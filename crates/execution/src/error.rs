//! Errors raised by vault operations.

use clmm_vault_domain::entities::PoolKey;
use clmm_vault_domain::error::DomainError;
use clmm_vault_domain::token::Address;
use clmm_vault_protocols::ProtocolError;

/// Failure of a vault operation. Every variant aborts the whole call.
#[derive(Debug, Clone, PartialEq, Eq, thiserror::Error)]
pub enum VaultError {
    /// Capability does not belong to this registry.
    #[error("caller is not authorized for this registry")]
    Unauthorized,
    /// Pair and fee tier already registered.
    #[error("pool already registered: {0}")]
    PoolExists(PoolKey),
    /// Pair and fee tier not registered.
    #[error("no pool registered for {0}")]
    PoolNotRegistered(PoolKey),
    /// No registered pool for the token pair at any fee tier.
    #[error("no pool registered for pair {token0:?}/{token1:?}")]
    PairNotRegistered {
        /// First token.
        token0: Address,
        /// Second token.
        token1: Address,
    },
    /// Factory has no deployed pool for the pair and fee.
    #[error("factory has no pool for {0}")]
    PoolNotFound(PoolKey),
    /// Pool orders the pair differently from the request.
    #[error("pool for {requested} holds tokens {actual0:?}/{actual1:?}")]
    TokenOrderMismatch {
        /// Requested key.
        requested: PoolKey,
        /// Pool's token0.
        actual0: Address,
        /// Pool's token1.
        actual1: Address,
    },
    /// Pool implements a different client interface version.
    #[error("pool interface version {found} is not supported, expected {expected}")]
    InterfaceVersion {
        /// Supported version.
        expected: u32,
        /// Reported version.
        found: u32,
    },
    /// Deposit or liquidity amounts are zero.
    #[error("amounts must be greater than zero")]
    ZeroAmount,
    /// Amounts back no liquidity over the range.
    #[error("amounts produce zero liquidity")]
    ZeroLiquidity,
    /// Manager already holds a range.
    #[error("manager already holds range [{tick_lower}, {tick_upper})")]
    RangeActive {
        /// Lower tick of the held range.
        tick_lower: i32,
        /// Upper tick of the held range.
        tick_upper: i32,
    },
    /// Manager holds no range yet.
    #[error("manager has no active range")]
    NoActiveRange,
    /// Pool already carries liquidity.
    #[error("pool already initialised with liquidity {0}")]
    AlreadyInitialised(u128),
    /// Owner already holds an open position.
    #[error("{0:?} already holds an open position")]
    PositionExists(Address),
    /// Owner holds no position.
    #[error("no position for {0:?}")]
    NoPosition(Address),
    /// Position was closed earlier.
    #[error("position of {0:?} is already closed")]
    PositionClosed(Address),
    /// Shares requested exceed shares issued.
    #[error("cannot redeem {requested} shares, {available} outstanding")]
    InsufficientShares {
        /// Outstanding shares.
        available: u128,
        /// Requested shares.
        requested: u128,
    },
    /// Math or validation failure.
    #[error(transparent)]
    Domain(#[from] DomainError),
    /// Pool or token failure.
    #[error(transparent)]
    Protocol(#[from] ProtocolError),
}
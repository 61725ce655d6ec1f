use crate::error::DomainError;
use primitive_types::{U256, U512};

/// Computes `floor(a * b / denominator)` with a 512-bit intermediate product.
pub fn mul_div(a: U256, b: U256, denominator: U256) -> Result<U256, DomainError> {
    if denominator.is_zero() {
        return Err(DomainError::DivisionByZero);
    }
    let quotient = a.full_mul(b) / U512::from(denominator);
    U256::try_from(quotient).map_err(|_| DomainError::Overflow("mul_div"))
}

/// Computes `ceil(a * b / denominator)` with a 512-bit intermediate product.
pub fn mul_div_rounding_up(a: U256, b: U256, denominator: U256) -> Result<U256, DomainError> {
    if denominator.is_zero() {
        return Err(DomainError::DivisionByZero);
    }
    let (quotient, remainder) = a.full_mul(b).div_mod(U512::from(denominator));
    let quotient = if remainder.is_zero() {
        quotient
    } else {
        quotient + U512::one()
    };
    U256::try_from(quotient).map_err(|_| DomainError::Overflow("mul_div_rounding_up"))
}

/// Computes `ceil(a / b)`.
pub fn div_rounding_up(a: U256, b: U256) -> Result<U256, DomainError> {
    if b.is_zero() {
        return Err(DomainError::DivisionByZero);
    }
    let (quotient, remainder) = a.div_mod(b);
    if remainder.is_zero() {
        Ok(quotient)
    } else {
        Ok(quotient + U256::one())
    }
}

/// Narrows a 256-bit value to `u128`, failing instead of truncating.
pub fn to_u128(value: U256, context: &'static str) -> Result<u128, DomainError> {
    if value > U256::from(u128::MAX) {
        return Err(DomainError::Overflow(context));
    }
    Ok(value.low_u128())
}

#[cfg(test)]
mod tests {
    use super::*;

    #[test]
    fn test_mul_div_exceeding_256_bits_intermediate() {
        // (2^255 * 4) / 8 = 2^254, the product alone needs 258 bits
        let a = U256::one() << 255;
        let result = mul_div(a, U256::from(4), U256::from(8)).unwrap();
        assert_eq!(result, U256::one() << 254);
    }

    #[test]
    fn test_mul_div_rounding() {
        let down = mul_div(U256::from(7), U256::from(3), U256::from(2)).unwrap();
        let up = mul_div_rounding_up(U256::from(7), U256::from(3), U256::from(2)).unwrap();
        assert_eq!(down, U256::from(10));
        assert_eq!(up, U256::from(11));

        let exact = mul_div_rounding_up(U256::from(8), U256::from(3), U256::from(2)).unwrap();
        assert_eq!(exact, U256::from(12));
    }

    #[test]
    fn test_mul_div_errors() {
        assert_eq!(
            mul_div(U256::one(), U256::one(), U256::zero()),
            Err(DomainError::DivisionByZero)
        );
        assert_eq!(
            mul_div(U256::MAX, U256::MAX, U256::one()),
            Err(DomainError::Overflow("mul_div"))
        );
    }

    #[test]
    fn test_div_rounding_up_and_narrowing() {
        assert_eq!(div_rounding_up(U256::from(9), U256::from(4)).unwrap(), U256::from(3));
        assert_eq!(div_rounding_up(U256::from(8), U256::from(4)).unwrap(), U256::from(2));
        assert_eq!(to_u128(U256::from(u128::MAX), "x").unwrap(), u128::MAX);
        assert!(to_u128(U256::from(u128::MAX) + U256::one(), "x").is_err());
    }
}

▶ [BRIEF]:
What are the lines above, starting at the one with "let (quotient, remainder) = a.div_mod(b);" and ending at the one with "if value > U256::from(u128::MAX)"? Give them again exactly, and only them.

▶ [TASK RESPONSE]:
    let (quotient, remainder) = a.div_mod(b);
    if remainder.is_zero() {
        Ok(quotient)
    } else {
        Ok(quotient + U256::one())
    }
}

/// Narrows a 256-bit value to `u128`, failing instead of truncating.
pub fn to_u128(value: U256, context: &'static str) -> Result<u128, DomainError> {
    if value > U256::from(u128::MAX) {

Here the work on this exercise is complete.